Stored data:
◇ ◇ ◇ ◇ ◇ ◇ ◇
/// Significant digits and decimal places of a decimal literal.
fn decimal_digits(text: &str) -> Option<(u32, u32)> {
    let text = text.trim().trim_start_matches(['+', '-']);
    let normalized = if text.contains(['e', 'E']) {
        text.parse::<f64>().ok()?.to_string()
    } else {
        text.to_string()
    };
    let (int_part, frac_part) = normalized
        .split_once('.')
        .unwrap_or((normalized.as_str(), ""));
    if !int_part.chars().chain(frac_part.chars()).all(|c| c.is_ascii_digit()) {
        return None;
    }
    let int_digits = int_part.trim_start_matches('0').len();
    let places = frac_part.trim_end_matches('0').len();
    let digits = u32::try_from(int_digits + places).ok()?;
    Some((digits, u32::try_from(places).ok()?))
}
◇ ◇ ◇ ◇ ◇ ◇ ◇
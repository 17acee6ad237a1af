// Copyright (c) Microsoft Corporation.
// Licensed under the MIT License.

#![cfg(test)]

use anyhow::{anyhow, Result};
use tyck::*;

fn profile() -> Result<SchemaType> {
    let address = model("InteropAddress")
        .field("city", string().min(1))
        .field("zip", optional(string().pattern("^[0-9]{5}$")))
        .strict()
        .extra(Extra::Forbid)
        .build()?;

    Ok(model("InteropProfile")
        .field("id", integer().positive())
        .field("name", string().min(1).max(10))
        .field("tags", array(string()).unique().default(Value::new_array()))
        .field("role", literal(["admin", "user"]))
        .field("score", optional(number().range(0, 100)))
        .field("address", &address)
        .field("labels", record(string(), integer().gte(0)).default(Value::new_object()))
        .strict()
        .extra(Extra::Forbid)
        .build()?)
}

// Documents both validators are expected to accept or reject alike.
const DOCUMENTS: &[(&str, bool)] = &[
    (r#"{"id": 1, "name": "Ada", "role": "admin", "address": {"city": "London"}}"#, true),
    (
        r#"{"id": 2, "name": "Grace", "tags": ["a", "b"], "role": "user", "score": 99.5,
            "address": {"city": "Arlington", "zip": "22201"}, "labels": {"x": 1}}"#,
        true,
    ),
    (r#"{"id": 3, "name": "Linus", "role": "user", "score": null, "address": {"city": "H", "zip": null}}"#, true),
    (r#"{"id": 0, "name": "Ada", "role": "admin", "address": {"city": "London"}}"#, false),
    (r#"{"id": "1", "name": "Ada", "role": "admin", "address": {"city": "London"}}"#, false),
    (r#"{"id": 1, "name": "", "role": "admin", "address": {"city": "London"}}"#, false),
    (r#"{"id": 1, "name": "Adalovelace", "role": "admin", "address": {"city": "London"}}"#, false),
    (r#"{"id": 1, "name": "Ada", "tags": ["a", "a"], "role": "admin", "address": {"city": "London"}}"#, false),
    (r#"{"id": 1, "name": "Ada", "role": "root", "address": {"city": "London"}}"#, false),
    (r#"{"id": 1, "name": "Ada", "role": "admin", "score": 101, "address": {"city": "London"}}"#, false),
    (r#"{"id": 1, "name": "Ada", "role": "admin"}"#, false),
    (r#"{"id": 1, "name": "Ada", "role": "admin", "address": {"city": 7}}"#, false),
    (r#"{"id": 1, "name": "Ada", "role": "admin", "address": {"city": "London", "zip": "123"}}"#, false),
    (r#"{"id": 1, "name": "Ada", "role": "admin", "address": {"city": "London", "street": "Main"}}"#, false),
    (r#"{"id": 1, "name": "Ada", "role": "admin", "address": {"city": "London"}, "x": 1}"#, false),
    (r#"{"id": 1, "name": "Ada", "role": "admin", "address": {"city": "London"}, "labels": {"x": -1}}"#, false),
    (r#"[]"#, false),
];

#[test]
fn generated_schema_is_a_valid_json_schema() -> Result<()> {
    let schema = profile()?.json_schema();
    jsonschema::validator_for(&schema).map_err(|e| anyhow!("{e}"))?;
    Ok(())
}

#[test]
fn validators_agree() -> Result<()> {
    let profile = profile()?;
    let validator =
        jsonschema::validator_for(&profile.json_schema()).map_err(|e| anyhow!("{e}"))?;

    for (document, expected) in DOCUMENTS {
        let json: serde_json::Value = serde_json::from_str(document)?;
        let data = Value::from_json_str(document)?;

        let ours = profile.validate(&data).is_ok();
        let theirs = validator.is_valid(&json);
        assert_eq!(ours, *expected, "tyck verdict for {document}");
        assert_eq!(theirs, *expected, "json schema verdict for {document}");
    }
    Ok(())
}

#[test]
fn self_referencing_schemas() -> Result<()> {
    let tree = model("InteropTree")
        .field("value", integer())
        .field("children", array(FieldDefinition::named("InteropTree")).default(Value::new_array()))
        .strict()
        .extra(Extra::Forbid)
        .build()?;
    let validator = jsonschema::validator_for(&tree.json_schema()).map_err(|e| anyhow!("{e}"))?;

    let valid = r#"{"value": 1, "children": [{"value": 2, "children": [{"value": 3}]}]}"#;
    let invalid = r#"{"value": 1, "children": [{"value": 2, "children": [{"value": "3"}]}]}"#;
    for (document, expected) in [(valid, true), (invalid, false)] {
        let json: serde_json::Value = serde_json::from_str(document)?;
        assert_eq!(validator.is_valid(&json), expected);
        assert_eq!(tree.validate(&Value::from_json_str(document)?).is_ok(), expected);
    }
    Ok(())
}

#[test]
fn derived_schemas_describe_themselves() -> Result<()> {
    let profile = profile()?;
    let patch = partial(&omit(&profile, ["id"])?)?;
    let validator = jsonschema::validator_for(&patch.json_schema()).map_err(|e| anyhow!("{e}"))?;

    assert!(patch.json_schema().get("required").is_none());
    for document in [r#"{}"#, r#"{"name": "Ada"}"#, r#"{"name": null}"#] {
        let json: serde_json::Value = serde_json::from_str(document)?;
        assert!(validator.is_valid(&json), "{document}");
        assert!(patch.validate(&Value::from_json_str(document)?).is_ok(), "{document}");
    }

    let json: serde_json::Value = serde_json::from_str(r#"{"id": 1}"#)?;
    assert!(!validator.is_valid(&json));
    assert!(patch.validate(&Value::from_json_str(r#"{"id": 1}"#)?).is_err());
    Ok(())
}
◇ ◇ ◇ ◇ ◇ ◇ ◇
--- WHAT TO DO ---
How many of the lines above include the string "invalid"? Answer with the number only.

--- RESPONSE FOR THIS EXERCISE ---
2